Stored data
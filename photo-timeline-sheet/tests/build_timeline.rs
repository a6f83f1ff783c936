use std::fs;
use std::path::Path;

use photo_timeline_core::TimelineDocument;
use photo_timeline_sheet::{
    build_document, list_photos_for_week, merge_with_photos, parse_rows, write_document,
    BuildConfig, Cell, SheetError, SheetTable, DEFAULT_EXTENSIONS,
};
use serde_json::{json, Value};
use tempfile::TempDir;

fn extensions() -> Vec<String> {
    DEFAULT_EXTENSIONS.iter().map(|ext| ext.to_string()).collect()
}

fn touch(root: &Path, relative: &str) {
    let path = root.join(relative);
    if let Some(parent) = path.parent() {
        fs::create_dir_all(parent).expect("Không tạo được thư mục");
    }
    fs::write(path, b"").expect("Không tạo được file");
}

fn pre_sheet() -> SheetTable {
    SheetTable {
        name: "Pre".into(),
        headers: vec![
            "Semana".into(),
            "Inicio".into(),
            "Fin".into(),
            "Comentario".into(),
        ],
        rows: vec![
            vec![
                Cell::text("W2"),
                Cell::text("08/01/2024"),
                Cell::text("14/01/2024"),
                Cell::Empty,
            ],
            vec![
                Cell::Int(1),
                Cell::text("2024-01-01"),
                Cell::text("2024-01-07"),
                Cell::text("Primera semana"),
            ],
            vec![Cell::Empty, Cell::text("2024-02-01"), Cell::Empty, Cell::Empty],
            vec![Cell::text("??"), Cell::Empty, Cell::Empty, Cell::Empty],
        ],
    }
}

#[test]
fn photos_are_filtered_and_sorted() {
    let dir = TempDir::new().expect("Không tạo được thư mục tạm");
    touch(dir.path(), "Pre/W1/b.JPG");
    touch(dir.path(), "Pre/W1/A.png");
    touch(dir.path(), "Pre/W1/notes.txt");
    touch(dir.path(), "Pre/W1/nested/c.jpg");

    let photos = list_photos_for_week(dir.path(), "Pre", 1, &extensions());
    assert_eq!(photos, vec!["Pre/W1/A.png", "Pre/W1/b.JPG"]);
    assert!(list_photos_for_week(dir.path(), "Pre", 9, &extensions()).is_empty());
}

#[test]
fn sheet_rows_become_sorted_records() {
    let dir = TempDir::new().expect("Không tạo được thư mục tạm");
    touch(dir.path(), "Pre/W1/a.jpg");
    touch(dir.path(), "Pre/W2/b.webp");

    let report = parse_rows(&pre_sheet());
    assert_eq!(report.total_rows, 4);
    assert_eq!(report.non_empty_week, 3);
    assert_eq!(report.conversion_failures, 1);

    let records = merge_with_photos(&report.rows, dir.path(), "Pre", &extensions());
    let actual = serde_json::to_value(&records).expect("Không serialize records");

    let expected = json!([
        {
            "week": 1,
            "start": "2024-01-01",
            "end": "2024-01-07",
            "comment": "Primera semana",
            "photos": ["Pre/W1/a.jpg"]
        },
        {
            "week": 2,
            "start": "2024-01-08",
            "end": "2024-01-14",
            "photos": ["Pre/W2/b.webp"]
        }
    ]);
    assert_eq!(actual, expected);
}

#[test]
fn sheet_without_week_column_yields_nothing() {
    let table = SheetTable {
        name: "Post".into(),
        headers: vec!["Foto".into(), "Lugar".into()],
        rows: vec![vec![Cell::text("x"), Cell::text("y")]],
    };
    let report = parse_rows(&table);
    assert_eq!(report.total_rows, 1);
    assert!(report.rows.is_empty());
}

#[test]
fn missing_workbook_is_reported() {
    let dir = TempDir::new().expect("Không tạo được thư mục tạm");
    let config = BuildConfig {
        workbook: dir.path().join("Aniversario.xlsx"),
        root: dir.path().to_path_buf(),
        ..BuildConfig::default()
    };

    let err = build_document(&config).unwrap_err();
    assert!(matches!(err, SheetError::MissingWorkbook(_)));
    assert!(err.to_string().starts_with("No se encontró"));
}

#[test]
fn written_document_reads_back() {
    let dir = TempDir::new().expect("Không tạo được thư mục tạm");
    let output = dir.path().join("timeline.json");
    let report = parse_rows(&pre_sheet());
    let document = TimelineDocument {
        generated_at: None,
        pre: merge_with_photos(&report.rows, dir.path(), "Pre", &extensions()),
        post: Vec::new(),
    };

    write_document(&document, &output).expect("Không ghi được timeline");

    let text = fs::read_to_string(&output).expect("Không đọc được timeline");
    let raw: Value = serde_json::from_str(&text).expect("JSON không hợp lệ");
    assert_eq!(raw["post"], json!([]));
    assert_eq!(TimelineDocument::parse(&text), Ok(document));
}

▶ [The task]:
Which of the lines above mention the word "text"? Pull those lines out.

▶ [Answer section]:
                Cell::text("W2"),
                Cell::text("08/01/2024"),
                Cell::text("14/01/2024"),
                Cell::text("2024-01-01"),
                Cell::text("2024-01-07"),
                Cell::text("Primera semana"),
            vec![Cell::Empty, Cell::text("2024-02-01"), Cell::Empty, Cell::Empty],
            vec![Cell::text("??"), Cell::Empty, Cell::Empty, Cell::Empty],
        rows: vec![vec![Cell::text("x"), Cell::text("y")]],
    let text = fs::read_to_string(&output).expect("Không đọc được timeline");
    let raw: Value = serde_json::from_str(&text).expect("JSON không hợp lệ");
    assert_eq!(TimelineDocument::parse(&text), Ok(document));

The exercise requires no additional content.